Your answer should hold each line of the material that contains the word "VecDeque".
= Beginning of Section =
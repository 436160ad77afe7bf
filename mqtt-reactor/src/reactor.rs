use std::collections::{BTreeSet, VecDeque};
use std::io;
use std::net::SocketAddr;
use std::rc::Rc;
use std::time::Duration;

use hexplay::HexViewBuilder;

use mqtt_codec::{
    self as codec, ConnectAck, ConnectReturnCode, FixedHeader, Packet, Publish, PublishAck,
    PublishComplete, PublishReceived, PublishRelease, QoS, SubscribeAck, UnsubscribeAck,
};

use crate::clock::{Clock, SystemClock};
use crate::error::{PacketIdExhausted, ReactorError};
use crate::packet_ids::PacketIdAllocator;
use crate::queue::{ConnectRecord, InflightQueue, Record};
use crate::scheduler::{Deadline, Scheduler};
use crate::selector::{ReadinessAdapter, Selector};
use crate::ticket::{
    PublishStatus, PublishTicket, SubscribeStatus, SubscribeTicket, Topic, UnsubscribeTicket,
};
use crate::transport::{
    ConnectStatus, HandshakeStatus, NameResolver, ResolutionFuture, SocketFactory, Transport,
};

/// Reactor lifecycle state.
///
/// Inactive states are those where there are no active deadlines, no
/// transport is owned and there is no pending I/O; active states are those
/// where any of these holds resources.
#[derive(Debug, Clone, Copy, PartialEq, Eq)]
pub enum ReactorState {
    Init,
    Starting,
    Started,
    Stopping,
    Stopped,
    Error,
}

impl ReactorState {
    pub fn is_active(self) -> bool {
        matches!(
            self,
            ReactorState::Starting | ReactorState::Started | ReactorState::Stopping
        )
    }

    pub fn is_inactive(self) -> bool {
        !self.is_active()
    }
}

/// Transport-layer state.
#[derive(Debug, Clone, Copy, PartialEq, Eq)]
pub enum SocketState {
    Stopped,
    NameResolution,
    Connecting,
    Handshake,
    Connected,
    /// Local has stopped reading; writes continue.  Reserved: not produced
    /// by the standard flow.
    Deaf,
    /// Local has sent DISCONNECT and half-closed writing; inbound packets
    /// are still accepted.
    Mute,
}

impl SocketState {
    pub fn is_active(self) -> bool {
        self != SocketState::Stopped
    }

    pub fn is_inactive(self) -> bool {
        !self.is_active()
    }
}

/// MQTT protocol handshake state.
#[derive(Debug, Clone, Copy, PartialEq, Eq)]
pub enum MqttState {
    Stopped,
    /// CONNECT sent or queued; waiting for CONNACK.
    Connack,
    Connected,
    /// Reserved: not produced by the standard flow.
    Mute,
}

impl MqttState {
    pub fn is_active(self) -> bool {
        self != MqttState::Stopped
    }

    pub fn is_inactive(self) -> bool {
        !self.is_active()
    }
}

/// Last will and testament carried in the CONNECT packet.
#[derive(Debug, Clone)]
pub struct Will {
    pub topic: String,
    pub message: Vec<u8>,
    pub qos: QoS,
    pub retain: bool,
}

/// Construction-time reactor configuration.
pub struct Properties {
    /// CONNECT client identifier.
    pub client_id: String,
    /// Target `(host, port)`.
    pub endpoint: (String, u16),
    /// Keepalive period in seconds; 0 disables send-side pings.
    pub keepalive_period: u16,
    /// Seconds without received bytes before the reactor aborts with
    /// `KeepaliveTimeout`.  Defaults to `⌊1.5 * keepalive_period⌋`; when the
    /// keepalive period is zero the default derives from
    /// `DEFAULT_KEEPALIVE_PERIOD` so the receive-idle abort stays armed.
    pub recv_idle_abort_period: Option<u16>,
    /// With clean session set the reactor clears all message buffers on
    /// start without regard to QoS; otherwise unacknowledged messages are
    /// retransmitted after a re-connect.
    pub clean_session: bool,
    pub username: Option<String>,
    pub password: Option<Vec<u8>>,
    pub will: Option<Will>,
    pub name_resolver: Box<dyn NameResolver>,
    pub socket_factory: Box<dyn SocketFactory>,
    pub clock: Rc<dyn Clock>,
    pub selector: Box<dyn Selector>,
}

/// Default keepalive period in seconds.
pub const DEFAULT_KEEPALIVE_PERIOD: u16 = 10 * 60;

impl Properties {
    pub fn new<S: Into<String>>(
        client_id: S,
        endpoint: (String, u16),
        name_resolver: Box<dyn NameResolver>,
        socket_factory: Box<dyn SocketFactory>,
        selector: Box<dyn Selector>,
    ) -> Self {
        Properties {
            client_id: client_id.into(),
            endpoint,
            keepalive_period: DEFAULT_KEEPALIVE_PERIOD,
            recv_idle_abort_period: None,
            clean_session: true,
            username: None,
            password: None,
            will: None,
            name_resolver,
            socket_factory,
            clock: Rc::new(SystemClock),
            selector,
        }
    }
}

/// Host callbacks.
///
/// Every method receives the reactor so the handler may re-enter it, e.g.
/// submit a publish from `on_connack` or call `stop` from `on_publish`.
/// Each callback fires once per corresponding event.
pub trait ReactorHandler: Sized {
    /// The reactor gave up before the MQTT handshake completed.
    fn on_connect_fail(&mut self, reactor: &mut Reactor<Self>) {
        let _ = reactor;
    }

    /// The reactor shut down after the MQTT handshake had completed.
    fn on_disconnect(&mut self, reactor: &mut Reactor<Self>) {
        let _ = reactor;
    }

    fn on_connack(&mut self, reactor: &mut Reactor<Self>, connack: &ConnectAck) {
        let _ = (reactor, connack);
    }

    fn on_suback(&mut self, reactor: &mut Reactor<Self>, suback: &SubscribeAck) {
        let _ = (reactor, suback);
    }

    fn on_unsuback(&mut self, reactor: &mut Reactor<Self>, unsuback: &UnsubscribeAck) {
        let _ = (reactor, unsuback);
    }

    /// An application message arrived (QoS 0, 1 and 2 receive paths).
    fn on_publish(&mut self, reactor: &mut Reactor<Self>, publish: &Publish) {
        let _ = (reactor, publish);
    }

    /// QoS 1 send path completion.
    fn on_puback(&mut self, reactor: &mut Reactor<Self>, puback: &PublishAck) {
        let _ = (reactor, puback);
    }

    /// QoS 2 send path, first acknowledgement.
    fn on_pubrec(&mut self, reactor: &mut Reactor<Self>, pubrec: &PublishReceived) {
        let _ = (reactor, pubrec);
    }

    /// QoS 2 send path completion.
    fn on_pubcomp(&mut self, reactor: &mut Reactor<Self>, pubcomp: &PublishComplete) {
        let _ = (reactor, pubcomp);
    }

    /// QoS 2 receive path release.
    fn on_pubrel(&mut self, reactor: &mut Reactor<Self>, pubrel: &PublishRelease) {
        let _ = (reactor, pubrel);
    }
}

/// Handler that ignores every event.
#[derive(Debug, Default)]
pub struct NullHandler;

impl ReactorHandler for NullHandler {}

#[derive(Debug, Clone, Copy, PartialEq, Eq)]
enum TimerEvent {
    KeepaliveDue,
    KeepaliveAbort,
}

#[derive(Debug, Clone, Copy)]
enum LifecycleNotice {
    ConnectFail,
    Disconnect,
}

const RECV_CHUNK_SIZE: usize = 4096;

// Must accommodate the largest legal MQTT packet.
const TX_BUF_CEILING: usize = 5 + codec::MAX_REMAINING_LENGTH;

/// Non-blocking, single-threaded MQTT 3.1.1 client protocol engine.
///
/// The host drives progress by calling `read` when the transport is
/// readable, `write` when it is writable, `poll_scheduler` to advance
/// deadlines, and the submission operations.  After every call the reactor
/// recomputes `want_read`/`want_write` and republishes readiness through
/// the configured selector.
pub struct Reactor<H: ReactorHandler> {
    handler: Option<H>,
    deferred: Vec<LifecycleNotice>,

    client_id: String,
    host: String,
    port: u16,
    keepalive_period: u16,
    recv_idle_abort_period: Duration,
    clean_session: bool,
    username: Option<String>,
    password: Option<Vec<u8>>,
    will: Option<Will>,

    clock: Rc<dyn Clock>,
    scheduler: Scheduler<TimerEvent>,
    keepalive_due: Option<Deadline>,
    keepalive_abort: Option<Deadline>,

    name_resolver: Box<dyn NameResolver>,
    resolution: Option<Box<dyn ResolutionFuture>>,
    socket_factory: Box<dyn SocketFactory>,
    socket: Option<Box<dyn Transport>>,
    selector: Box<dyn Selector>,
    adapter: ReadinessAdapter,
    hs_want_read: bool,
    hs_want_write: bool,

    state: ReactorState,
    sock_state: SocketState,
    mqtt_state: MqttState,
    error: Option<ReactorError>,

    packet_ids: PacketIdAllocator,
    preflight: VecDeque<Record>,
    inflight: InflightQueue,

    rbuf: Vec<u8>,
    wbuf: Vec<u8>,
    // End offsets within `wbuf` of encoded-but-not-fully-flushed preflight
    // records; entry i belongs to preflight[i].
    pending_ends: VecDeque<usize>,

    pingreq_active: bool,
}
= End of Section =
■ **EXPECTED OUTPUT**
use std::collections::{BTreeSet, VecDeque};
    preflight: VecDeque<Record>,
    pending_ends: VecDeque<usize>,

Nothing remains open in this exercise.